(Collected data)
☆ ☆ ☆ ☆ ☆ ☆ ☆

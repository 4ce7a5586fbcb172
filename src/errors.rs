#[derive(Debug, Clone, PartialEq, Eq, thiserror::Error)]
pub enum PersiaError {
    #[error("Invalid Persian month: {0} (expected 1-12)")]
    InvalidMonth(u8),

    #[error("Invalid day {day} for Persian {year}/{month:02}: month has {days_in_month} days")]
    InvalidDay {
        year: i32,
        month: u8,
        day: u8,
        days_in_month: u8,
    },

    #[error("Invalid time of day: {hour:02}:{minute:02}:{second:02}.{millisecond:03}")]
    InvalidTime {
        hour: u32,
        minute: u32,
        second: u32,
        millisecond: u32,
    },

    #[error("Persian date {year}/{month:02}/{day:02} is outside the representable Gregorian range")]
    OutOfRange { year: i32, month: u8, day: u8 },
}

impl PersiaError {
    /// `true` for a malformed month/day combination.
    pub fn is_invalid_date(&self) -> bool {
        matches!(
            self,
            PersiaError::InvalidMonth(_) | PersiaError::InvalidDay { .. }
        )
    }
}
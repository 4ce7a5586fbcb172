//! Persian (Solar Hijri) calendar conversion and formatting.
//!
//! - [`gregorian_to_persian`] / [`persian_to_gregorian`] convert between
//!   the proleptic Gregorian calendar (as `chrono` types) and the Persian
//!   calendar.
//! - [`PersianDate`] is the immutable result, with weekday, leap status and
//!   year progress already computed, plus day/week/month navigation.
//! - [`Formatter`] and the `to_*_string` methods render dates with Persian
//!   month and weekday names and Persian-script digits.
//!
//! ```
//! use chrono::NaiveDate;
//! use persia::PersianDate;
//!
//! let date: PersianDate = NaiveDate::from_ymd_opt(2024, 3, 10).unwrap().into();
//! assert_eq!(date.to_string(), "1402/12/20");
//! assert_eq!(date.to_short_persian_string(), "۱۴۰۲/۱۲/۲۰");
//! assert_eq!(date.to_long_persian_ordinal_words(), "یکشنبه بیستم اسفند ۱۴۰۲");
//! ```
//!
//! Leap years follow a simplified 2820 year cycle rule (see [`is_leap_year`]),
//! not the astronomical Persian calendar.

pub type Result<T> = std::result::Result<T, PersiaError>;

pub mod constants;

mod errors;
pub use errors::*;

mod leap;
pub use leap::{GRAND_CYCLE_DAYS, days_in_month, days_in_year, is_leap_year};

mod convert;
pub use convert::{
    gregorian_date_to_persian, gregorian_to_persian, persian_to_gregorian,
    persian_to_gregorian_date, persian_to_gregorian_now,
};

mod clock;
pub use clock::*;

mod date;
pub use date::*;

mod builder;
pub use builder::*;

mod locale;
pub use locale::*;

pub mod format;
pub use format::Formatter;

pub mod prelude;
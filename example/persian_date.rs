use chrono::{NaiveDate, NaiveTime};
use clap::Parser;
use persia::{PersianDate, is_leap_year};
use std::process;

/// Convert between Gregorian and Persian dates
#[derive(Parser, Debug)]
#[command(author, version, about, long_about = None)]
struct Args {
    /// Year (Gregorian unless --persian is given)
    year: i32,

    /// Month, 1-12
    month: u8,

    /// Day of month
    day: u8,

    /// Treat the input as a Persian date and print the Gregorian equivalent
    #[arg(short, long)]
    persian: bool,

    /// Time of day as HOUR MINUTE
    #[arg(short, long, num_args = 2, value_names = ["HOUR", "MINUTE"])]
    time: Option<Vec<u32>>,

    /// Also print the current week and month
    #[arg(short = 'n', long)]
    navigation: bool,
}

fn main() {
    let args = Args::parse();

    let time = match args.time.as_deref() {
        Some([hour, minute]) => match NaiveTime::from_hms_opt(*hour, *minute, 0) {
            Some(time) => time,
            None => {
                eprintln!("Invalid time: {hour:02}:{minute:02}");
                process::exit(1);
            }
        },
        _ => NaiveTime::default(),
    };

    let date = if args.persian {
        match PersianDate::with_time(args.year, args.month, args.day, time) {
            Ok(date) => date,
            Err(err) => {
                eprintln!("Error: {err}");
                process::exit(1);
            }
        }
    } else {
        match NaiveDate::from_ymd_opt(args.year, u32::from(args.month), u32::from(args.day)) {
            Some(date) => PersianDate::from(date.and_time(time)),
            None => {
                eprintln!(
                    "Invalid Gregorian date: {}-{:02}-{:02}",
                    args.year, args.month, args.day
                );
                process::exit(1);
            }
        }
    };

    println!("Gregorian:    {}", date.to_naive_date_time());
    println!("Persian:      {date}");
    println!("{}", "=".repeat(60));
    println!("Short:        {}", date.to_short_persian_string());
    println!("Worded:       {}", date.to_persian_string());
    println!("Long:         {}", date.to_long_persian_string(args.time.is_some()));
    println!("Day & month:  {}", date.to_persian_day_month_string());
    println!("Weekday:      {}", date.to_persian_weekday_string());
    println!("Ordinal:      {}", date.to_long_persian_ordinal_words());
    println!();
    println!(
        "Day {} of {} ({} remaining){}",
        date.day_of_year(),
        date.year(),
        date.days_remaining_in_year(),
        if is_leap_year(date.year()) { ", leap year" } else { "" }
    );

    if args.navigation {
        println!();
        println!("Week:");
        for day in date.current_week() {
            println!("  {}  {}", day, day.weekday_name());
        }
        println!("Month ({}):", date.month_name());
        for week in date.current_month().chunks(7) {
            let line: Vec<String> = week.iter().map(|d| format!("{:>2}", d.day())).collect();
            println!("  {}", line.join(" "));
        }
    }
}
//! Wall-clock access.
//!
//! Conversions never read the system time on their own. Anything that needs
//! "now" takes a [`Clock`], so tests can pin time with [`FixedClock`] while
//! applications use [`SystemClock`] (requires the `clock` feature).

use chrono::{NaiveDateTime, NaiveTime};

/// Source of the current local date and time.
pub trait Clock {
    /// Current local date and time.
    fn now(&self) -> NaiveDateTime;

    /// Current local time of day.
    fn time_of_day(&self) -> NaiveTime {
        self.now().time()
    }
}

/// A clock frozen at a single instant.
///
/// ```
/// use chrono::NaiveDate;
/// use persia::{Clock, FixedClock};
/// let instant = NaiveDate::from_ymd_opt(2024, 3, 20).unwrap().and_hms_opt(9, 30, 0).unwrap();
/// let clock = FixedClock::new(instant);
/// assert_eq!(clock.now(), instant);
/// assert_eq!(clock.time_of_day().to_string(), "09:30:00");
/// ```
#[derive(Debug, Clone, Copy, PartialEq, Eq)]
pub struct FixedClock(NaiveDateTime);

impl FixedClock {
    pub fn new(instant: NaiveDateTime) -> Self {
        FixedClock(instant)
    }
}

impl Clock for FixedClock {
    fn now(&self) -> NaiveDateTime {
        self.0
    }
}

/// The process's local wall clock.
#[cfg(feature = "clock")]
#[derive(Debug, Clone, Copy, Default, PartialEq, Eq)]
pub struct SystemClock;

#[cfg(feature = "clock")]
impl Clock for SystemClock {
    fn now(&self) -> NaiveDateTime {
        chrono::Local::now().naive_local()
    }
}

☆ ☆ ☆ ☆ ☆ ☆ ☆

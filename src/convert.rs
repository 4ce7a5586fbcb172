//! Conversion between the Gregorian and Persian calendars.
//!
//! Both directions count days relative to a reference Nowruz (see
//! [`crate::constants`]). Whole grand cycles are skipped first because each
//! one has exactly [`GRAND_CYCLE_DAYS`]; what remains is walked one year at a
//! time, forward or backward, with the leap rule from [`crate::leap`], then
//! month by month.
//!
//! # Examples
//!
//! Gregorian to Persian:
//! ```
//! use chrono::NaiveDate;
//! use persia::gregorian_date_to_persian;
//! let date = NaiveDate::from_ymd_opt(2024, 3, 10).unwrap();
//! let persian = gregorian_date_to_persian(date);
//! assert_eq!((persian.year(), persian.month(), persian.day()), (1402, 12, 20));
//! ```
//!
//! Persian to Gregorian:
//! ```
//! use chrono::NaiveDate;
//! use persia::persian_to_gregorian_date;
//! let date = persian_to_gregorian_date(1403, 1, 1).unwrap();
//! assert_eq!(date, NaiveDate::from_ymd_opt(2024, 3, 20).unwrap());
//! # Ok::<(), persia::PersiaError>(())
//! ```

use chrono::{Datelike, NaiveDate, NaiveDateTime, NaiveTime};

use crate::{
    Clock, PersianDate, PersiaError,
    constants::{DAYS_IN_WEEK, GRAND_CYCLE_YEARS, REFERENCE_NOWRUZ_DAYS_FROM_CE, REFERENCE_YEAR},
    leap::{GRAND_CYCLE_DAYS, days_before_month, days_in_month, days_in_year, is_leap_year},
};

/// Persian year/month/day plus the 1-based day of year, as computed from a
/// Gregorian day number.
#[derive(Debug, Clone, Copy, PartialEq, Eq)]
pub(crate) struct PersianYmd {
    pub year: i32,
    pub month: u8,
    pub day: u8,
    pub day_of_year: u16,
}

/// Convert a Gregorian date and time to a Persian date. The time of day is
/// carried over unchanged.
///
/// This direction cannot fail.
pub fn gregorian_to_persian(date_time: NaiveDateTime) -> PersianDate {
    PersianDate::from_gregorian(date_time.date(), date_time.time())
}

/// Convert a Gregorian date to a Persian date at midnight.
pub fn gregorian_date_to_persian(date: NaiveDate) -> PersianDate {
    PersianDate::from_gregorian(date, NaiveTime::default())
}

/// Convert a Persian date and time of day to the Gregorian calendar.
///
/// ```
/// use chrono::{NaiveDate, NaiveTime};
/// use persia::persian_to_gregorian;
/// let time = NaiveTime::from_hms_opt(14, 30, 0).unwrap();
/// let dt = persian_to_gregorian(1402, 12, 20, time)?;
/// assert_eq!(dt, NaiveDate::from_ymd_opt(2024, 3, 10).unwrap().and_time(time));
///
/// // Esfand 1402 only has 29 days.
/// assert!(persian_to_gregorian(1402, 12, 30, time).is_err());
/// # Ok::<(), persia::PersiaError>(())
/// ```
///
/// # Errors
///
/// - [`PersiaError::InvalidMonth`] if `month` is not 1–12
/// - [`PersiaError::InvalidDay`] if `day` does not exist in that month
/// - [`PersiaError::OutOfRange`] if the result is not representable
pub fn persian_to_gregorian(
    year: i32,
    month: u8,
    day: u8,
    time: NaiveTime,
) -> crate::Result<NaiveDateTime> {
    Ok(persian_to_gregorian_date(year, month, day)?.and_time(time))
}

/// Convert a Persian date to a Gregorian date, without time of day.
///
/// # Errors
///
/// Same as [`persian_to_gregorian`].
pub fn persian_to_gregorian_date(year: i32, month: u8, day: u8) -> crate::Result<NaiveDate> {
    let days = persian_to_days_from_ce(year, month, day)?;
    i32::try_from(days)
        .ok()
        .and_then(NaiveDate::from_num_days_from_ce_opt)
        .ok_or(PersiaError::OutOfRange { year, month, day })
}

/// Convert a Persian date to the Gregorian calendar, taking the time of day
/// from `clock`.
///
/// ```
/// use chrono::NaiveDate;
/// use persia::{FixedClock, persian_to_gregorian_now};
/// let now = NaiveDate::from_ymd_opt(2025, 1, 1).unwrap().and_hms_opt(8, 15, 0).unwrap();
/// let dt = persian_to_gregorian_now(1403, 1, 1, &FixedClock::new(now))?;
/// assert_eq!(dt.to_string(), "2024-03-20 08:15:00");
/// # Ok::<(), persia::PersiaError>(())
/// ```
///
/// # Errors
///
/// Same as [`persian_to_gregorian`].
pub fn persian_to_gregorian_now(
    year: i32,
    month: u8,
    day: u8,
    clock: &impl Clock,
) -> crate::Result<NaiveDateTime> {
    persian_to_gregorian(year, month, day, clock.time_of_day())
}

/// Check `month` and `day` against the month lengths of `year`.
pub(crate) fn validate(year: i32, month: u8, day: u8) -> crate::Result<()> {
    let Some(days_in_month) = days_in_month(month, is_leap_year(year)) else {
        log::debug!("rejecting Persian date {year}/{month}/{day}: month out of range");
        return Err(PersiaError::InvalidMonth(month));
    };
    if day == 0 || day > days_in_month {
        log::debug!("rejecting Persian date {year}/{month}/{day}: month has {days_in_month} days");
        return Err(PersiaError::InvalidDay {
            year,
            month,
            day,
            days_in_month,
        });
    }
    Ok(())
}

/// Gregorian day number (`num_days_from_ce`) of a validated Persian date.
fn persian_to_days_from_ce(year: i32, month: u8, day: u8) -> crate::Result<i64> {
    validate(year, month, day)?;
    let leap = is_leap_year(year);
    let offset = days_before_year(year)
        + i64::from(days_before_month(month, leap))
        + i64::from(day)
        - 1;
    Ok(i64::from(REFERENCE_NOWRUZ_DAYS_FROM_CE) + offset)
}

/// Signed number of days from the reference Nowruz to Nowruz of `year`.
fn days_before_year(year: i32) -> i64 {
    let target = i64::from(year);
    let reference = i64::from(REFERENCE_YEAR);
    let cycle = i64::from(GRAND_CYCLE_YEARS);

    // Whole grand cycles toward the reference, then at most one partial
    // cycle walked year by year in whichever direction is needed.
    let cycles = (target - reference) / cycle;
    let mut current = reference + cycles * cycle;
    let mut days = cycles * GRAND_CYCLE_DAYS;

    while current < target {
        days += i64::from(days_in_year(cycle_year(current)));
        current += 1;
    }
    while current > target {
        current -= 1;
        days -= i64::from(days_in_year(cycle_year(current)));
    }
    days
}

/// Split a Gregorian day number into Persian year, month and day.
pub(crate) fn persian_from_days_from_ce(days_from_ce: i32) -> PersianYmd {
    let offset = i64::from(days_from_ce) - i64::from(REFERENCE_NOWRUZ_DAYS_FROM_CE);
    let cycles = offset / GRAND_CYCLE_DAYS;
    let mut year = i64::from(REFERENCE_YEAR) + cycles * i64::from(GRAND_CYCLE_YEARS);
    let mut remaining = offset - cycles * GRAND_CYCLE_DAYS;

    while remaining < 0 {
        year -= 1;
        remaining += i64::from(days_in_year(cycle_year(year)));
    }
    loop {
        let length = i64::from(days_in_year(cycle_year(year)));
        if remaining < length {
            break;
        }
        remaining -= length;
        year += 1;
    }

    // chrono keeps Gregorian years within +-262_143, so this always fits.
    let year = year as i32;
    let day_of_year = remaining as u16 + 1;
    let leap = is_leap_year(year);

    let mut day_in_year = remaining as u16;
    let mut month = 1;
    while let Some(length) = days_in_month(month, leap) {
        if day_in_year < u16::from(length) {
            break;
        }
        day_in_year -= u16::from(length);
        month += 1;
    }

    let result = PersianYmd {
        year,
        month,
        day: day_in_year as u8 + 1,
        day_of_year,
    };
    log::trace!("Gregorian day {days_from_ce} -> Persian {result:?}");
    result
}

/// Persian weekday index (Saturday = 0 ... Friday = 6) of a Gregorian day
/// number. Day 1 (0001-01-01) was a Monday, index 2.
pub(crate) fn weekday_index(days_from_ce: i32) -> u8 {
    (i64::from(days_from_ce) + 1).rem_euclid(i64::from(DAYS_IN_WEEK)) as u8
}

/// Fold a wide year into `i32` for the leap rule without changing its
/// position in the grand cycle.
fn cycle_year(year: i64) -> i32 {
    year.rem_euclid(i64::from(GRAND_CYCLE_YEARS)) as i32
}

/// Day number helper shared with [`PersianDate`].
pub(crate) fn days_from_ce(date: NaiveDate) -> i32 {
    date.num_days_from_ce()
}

☆ ☆ ☆ ☆ ☆ ☆ ☆

_PROBLEM DETAILS_
Above are the lines; repeat exactly the ones from the line containing "and Persian-script digits." down to the line containing "Leap years follow", both inclusive.

_ANSWER TO THIS EXERCISE_
//!   month and weekday names and Persian-script digits.
//!
//! ```
//! use chrono::NaiveDate;
//! use persia::PersianDate;
//!
//! let date: PersianDate = NaiveDate::from_ymd_opt(2024, 3, 10).unwrap().into();
//! assert_eq!(date.to_string(), "1402/12/20");
//! assert_eq!(date.to_short_persian_string(), "۱۴۰۲/۱۲/۲۰");
//! assert_eq!(date.to_long_persian_ordinal_words(), "یکشنبه بیستم اسفند ۱۴۰۲");
//! ```
//!
//! Leap years follow a simplified 2820 year cycle rule (see [`is_leap_year`]),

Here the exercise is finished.